Yes, read the audit report here, and the H-L account below:

City audit finds adult materials, deletions on library CEO's computers
By John Cheves

A city audit of the Lexington Public Library turned up 1,522 "adult materials" on the laptop computer assigned to Kathleen Imhoff, the library's former chief executive, in violation of library policy. In addition, more than 10,000 files were deleted from the director's computer two days after she was notified not to alter or remove any documents, the audit said.

The audit also found that Imhoff had unauthorized outside employment that used library time and resources; and that there were tens of thousands of dollars in "questionable spending" on library credit cards.

The audit was made public Thursday and provided to Mayor Jim Newberry and the Urban County Council.

City auditors started to examine the library in April when the Herald-Leader detailed more than $134,000 in spending by Imhoff on travel, meals, gifts and other items over five years, with little oversight. Most of the library's $15 million annual budget comes from Fayette County property taxes.

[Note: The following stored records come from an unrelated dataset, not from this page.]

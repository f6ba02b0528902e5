//! # workforce-entity
//!
//! Domain entity models for Workforce. Every struct in this crate
//! represents a database table row, a joined read model, or an input
//! value object. Row types derive `sqlx::FromRow` and serialize with
//! camelCase field names.

pub mod account;
pub mod department;
pub mod employee;
pub mod leave;
pub mod salary;
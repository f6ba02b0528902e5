//! Route handlers organized by domain.

pub mod auth;
pub mod department;
pub mod employee;
pub mod health;
pub mod leave;
pub mod salary;
pub mod setting;
//! JWT token validation.

use jsonwebtoken::{Algorithm, DecodingKey, Validation, decode};

use workforce_core::config::AuthConfig;
use workforce_core::error::AppError;

use super::claims::{Claims, TokenType};

/// Validates token signature, expiry, and type.
#[derive(Clone)]
pub struct JwtDecoder {
    decoding_key: DecodingKey,
    validation: Validation,
}

impl std::fmt::Debug for JwtDecoder {
    fn fmt(&self, f: &mut std::fmt::Formatter<'_>) -> std::fmt::Result {
        f.debug_struct("JwtDecoder")
            .field("validation", &self.validation)
            .finish()
    }
}

impl JwtDecoder {
    /// Creates a new decoder from auth configuration.
    pub fn new(config: &AuthConfig) -> Self {
        let mut validation = Validation::new(Algorithm::HS256);
        validation.validate_exp = true;
        validation.leeway = 5; // seconds of clock skew
        validation.set_required_spec_claims(&["exp", "sub"]);

        Self {
            decoding_key: DecodingKey::from_secret(config.jwt_secret.as_bytes()),
            validation,
        }
    }

    /// Decodes and validates an access token string.
    pub fn decode_access_token(&self, token: &str) -> Result<Claims, AppError> {
        self.decode_typed(token, TokenType::Access)
    }

    /// Decodes and validates a refresh token string.
    pub fn decode_refresh_token(&self, token: &str) -> Result<Claims, AppError> {
        self.decode_typed(token, TokenType::Refresh)
    }

    fn decode_typed(&self, token: &str, expected: TokenType) -> Result<Claims, AppError> {
        let claims = self.decode_token(token)?;
        if claims.token_type != expected {
            return Err(AppError::invalid_token(format!(
                "Invalid token type: expected {expected:?} token"
            )));
        }
        Ok(claims)
    }

    fn decode_token(&self, token: &str) -> Result<Claims, AppError> {
        use jsonwebtoken::errors::ErrorKind as JwtErrorKind;

        let token_data =
            decode::<Claims>(token, &self.decoding_key, &self.validation).map_err(|e| {
                match e.kind() {
                    JwtErrorKind::ExpiredSignature => AppError::invalid_token("Token has expired"),
                    JwtErrorKind::InvalidSignature => {
                        AppError::invalid_token("Invalid token signature")
                    }
                    JwtErrorKind::InvalidToken => AppError::invalid_token("Invalid token format"),
                    _ => AppError::invalid_token(format!("Token validation failed: {e}")),
                }
            })?;

        Ok(token_data.claims)
    }
}

#[cfg(test)]
mod tests {
    use chrono::Utc;
    use jsonwebtoken::{EncodingKey, Header, encode};
    use uuid::Uuid;

    use workforce_core::ErrorKind;
    use workforce_core::types::AccountId;
    use workforce_entity::account::{AccountIdentity, Role};

    use super::*;
    use crate::jwt::JwtEncoder;

    fn config(secret: &str) -> AuthConfig {
        AuthConfig {
            jwt_secret: secret.to_string(),
            ..AuthConfig::default()
        }
    }

    fn identity() -> AccountIdentity {
        AccountIdentity {
            id: AccountId::new(),
            email: "alice@example.com".into(),
            name: "Alice".into(),
            role: Role::Employee,
            profile_image: None,
        }
    }

    #[test]
    fn test_roundtrip_access_and_refresh() {
        let cfg = config("s3cret");
        let who = identity();
        let pair = JwtEncoder::new(&cfg).generate_token_pair(&who).unwrap();
        let decoder = JwtDecoder::new(&cfg);

        let access = decoder.decode_access_token(&pair.access_token).unwrap();
        assert_eq!(access.account_id(), who.id);
        assert_eq!(access.role, Role::Employee);
        assert_eq!(access.name, "Alice");

        let refresh = decoder.decode_refresh_token(&pair.refresh_token).unwrap();
        assert_eq!(refresh.token_type, TokenType::Refresh);
        assert!(pair.refresh_expires_at > pair.access_expires_at);
    }

    #[test]
    fn test_token_types_are_not_interchangeable() {
        let cfg = config("s3cret");
        let pair = JwtEncoder::new(&cfg).generate_token_pair(&identity()).unwrap();
        let decoder = JwtDecoder::new(&cfg);

        let err = decoder.decode_access_token(&pair.refresh_token).unwrap_err();
        assert_eq!(err.kind, ErrorKind::InvalidToken);
        let err = decoder.decode_refresh_token(&pair.access_token).unwrap_err();
        assert_eq!(err.kind, ErrorKind::InvalidToken);
    }

    #[test]
    fn test_foreign_key_rejected() {
        let pair = JwtEncoder::new(&config("key-one"))
            .generate_token_pair(&identity())
            .unwrap();
        let err = JwtDecoder::new(&config("key-two"))
            .decode_access_token(&pair.access_token)
            .unwrap_err();
        assert_eq!(err.kind, ErrorKind::InvalidToken);
    }

    #[test]
    fn test_expired_and_garbage_rejected() {
        let cfg = config("s3cret");
        let past = Utc::now().timestamp() - 3600;
        let claims = Claims {
            sub: AccountId::new(),
            role: Role::Admin,
            name: "old".into(),
            iat: past - 60,
            exp: past,
            jti: Uuid::new_v4(),
            token_type: TokenType::Access,
        };
        let token = encode(
            &Header::default(),
            &claims,
            &EncodingKey::from_secret(cfg.jwt_secret.as_bytes()),
        )
        .unwrap();
        let decoder = JwtDecoder::new(&cfg);

        let err = decoder.decode_access_token(&token).unwrap_err();
        assert_eq!(err.kind, ErrorKind::InvalidToken);
        assert!(err.message.contains("expired"));

        let err = decoder.decode_access_token("not.a.jwt").unwrap_err();
        assert_eq!(err.kind, ErrorKind::InvalidToken);
    }
}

The library board fired Imhoff in July, shortly after Newberry removed the board's chairman and vice chairman.

Imhoff's attorney did not immediately return a call Thursday seeking comment on the audit.

Among their recommendations, city auditors advised that all library credit cards be canceled and replaced, if necessary, with a limited number of procurement cards that cannot be used for non-business purposes. In its response to the audit, the library board agreed with that recommendation and pledged sweeping reforms in how the library spends its money.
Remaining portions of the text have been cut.